Portrait of Adele Bloch-Bauer II is a 1912 painting by Gustav Klimt. The work is a portrait of Adele Bloch-Bauer. Bloch-Bauer (1881–1925) was a Vienna socialite, who was a patron and close friend of Klimt. 

In 1907, Klimt completed an earlier portrait of Bloch-Bauer. During World War II, both portraits were among the artworks stolen by the Nazis from the descendants of Bloch-Bauer. After the war, Portrait of Adele Bloch-Bauer II was displayed at the Österreichische Galerie Belvedere until 2006, when it was returned to Adele Bloch-Bauer's niece.

Ownership
Adele Bloch-Bauer was the wife of Ferdinand Bloch-Bauer, a wealthy industrialist who sponsored the arts and supported Gustav Klimt.

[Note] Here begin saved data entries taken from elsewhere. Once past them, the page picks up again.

//! Light Buffer Update Pass
//!
//! Runs first every frame: collects the scene's light components and writes
//! the combined [`LightingUniforms`] into the `LightingConstants` buffer the
//! lit passes bind. Issues no draw calls.

use glam::{Vec3, Vec4};

use super::{FrameContext, PassInit, RenderPass};
use crate::renderer::LIGHTING_BUFFER;
use crate::renderer::viewport::Viewport;
use crate::resources::uniforms::{
    LightingUniforms, MAX_POINT_LIGHTS, MAX_SPOT_LIGHTS, PointLightData, SpotLightData,
};
use crate::scene::{LightKind, Scene, SceneComponent};

pub struct LightBufferPass {
    ambient: Option<Vec4>,
    sun: Option<(Vec3, Vec4)>,
    point_lights: Vec<PointLightData>,
    spot_lights: Vec<SpotLightData>,
}

impl LightBufferPass {
    #[must_use]
    pub fn new() -> Self {
        Self {
            ambient: None,
            sun: None,
            point_lights: Vec::new(),
            spot_lights: Vec::new(),
        }
    }
}

impl Default for LightBufferPass {
    fn default() -> Self {
        Self::new()
    }
}

impl RenderPass for LightBufferPass {
    fn name(&self) -> &'static str {
        "Light Buffer Pass"
    }

    fn initialize(&mut self, _init: &mut PassInit<'_>) {}

    fn prepare_render(&mut self, scene: &Scene) {
        for component in &scene.components {
            let SceneComponent::Light(light) = component else {
                continue;
            };
            match &light.kind {
                LightKind::Ambient => {
                    self.ambient = Some(light.color.extend(light.intensity));
                }
                LightKind::Directional { direction } => {
                    self.sun = Some((*direction, light.color.extend(light.intensity)));
                }
                LightKind::Point { range } => {
                    if self.point_lights.len() < MAX_POINT_LIGHTS {
                        self.point_lights.push(PointLightData {
                            position: light.position.extend(*range),
                            color: light.color.extend(light.intensity),
                        });
                    } else {
                        log::debug!("Point light capacity exceeded, dropping light");
                    }
                }
                LightKind::Spot {
                    direction,
                    range,
                    inner_cone,
                    outer_cone,
                } => {
                    if self.spot_lights.len() < MAX_SPOT_LIGHTS {
                        self.spot_lights.push(SpotLightData {
                            position: light.position.extend(*range),
                            direction: direction.normalize_or_zero().extend(inner_cone.cos()),
                            color: (light.color * light.intensity).extend(outer_cone.cos()),
                        });
                    } else {
                        log::debug!("Spot light capacity exceeded, dropping light");
                    }
                }
            }
        }
    }

    fn render(&mut self, frame: &mut FrameContext<'_>, _viewport: &Viewport) {
        let mut data = LightingUniforms {
            // Editor default lighting when the scene carries none of its own.
            ambient: self
                .ambient
                .unwrap_or(Vec4::new(0.2, 0.2, 0.25, 1.0)),
            ..Default::default()
        };

        let (sun_direction, sun_color) = self.sun.unwrap_or((
            Vec3::new(-1.0, -0.7, -0.5),
            Vec4::new(1.0, 1.0, 0.95, 1.5),
        ));
        data.sun_direction = sun_direction.normalize_or_zero().extend(0.0);
        data.sun_color = sun_color;

        data.counts = [
            self.point_lights.len() as u32,
            self.spot_lights.len() as u32,
            0,
            0,
        ];
        data.point_lights[..self.point_lights.len()].copy_from_slice(&self.point_lights);
        data.spot_lights[..self.spot_lights.len()].copy_from_slice(&self.spot_lights);

        frame.buffers.update(frame.queue, LIGHTING_BUFFER, &data);
    }

    fn clear_render_arr(&mut self) {
        self.ambient = None;
        self.sun = None;
        self.point_lights.clear();
        self.spot_lights.clear();
    }
}

#[cfg(test)]
mod tests {
    use super::*;
    use crate::scene::Light;

    #[test]
    fn prepare_collects_lights_by_category() {
        let mut scene = Scene::new();
        scene.add(SceneComponent::Light(Light::new_ambient(Vec3::ONE, 0.5)));
        scene.add(SceneComponent::Light(Light::new_point(
            Vec3::ONE,
            2.0,
            Vec3::new(1.0, 2.0, 3.0),
            10.0,
        )));
        scene.add(SceneComponent::Light(Light::new_spot(
            Vec3::ONE,
            1.0,
            Vec3::ZERO,
            Vec3::NEG_Y,
            15.0,
            0.3,
            0.5,
        )));

        let mut pass = LightBufferPass::new();
        pass.prepare_render(&scene);

        assert!(pass.ambient.is_some());
        assert_eq!(pass.point_lights.len(), 1);
        assert_eq!(pass.spot_lights.len(), 1);

        pass.clear_render_arr();
        assert!(pass.ambient.is_none());
        assert!(pass.point_lights.is_empty());
    }

    #[test]
    fn light_capacity_is_enforced() {
        let mut scene = Scene::new();
        for i in 0..(MAX_POINT_LIGHTS + 3) {
            scene.add(SceneComponent::Light(Light::new_point(
                Vec3::ONE,
                1.0,
                Vec3::new(i as f32, 0.0, 0.0),
                5.0,
            )));
        }

        let mut pass = LightBufferPass::new();
        pass.prepare_render(&scene);
        assert_eq!(pass.point_lights.len(), MAX_POINT_LIGHTS);
    }
}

Adele Bloch-Bauer was the only person whose portrait was painted twice by Klimt; she also appeared in the much more famous Portrait of Adele Bloch-Bauer I. Adele's portraits had hung in the family home prior to their seizure by the Nazis during World War II. The Austrian museum where they resided after the war was reluctant to return them to their rightful owners, hence a protracted court battle in the United States and in Austria (see Republic of Austria v. Altmann) ensued, which resulted in the two Adele Bloch-Bauer portraits and three other Gustav Klimt paintings being returned to Maria Altmann, the niece of Ferdinand Bloch-Bauer, in January 2006.

In November 2006, Christie's auction house sold Portrait of Adele Bloch-Bauer II at auction for almost $88 million, the fourth-highest priced piece of art at auction at the time. The buyer was Oprah Winfrey.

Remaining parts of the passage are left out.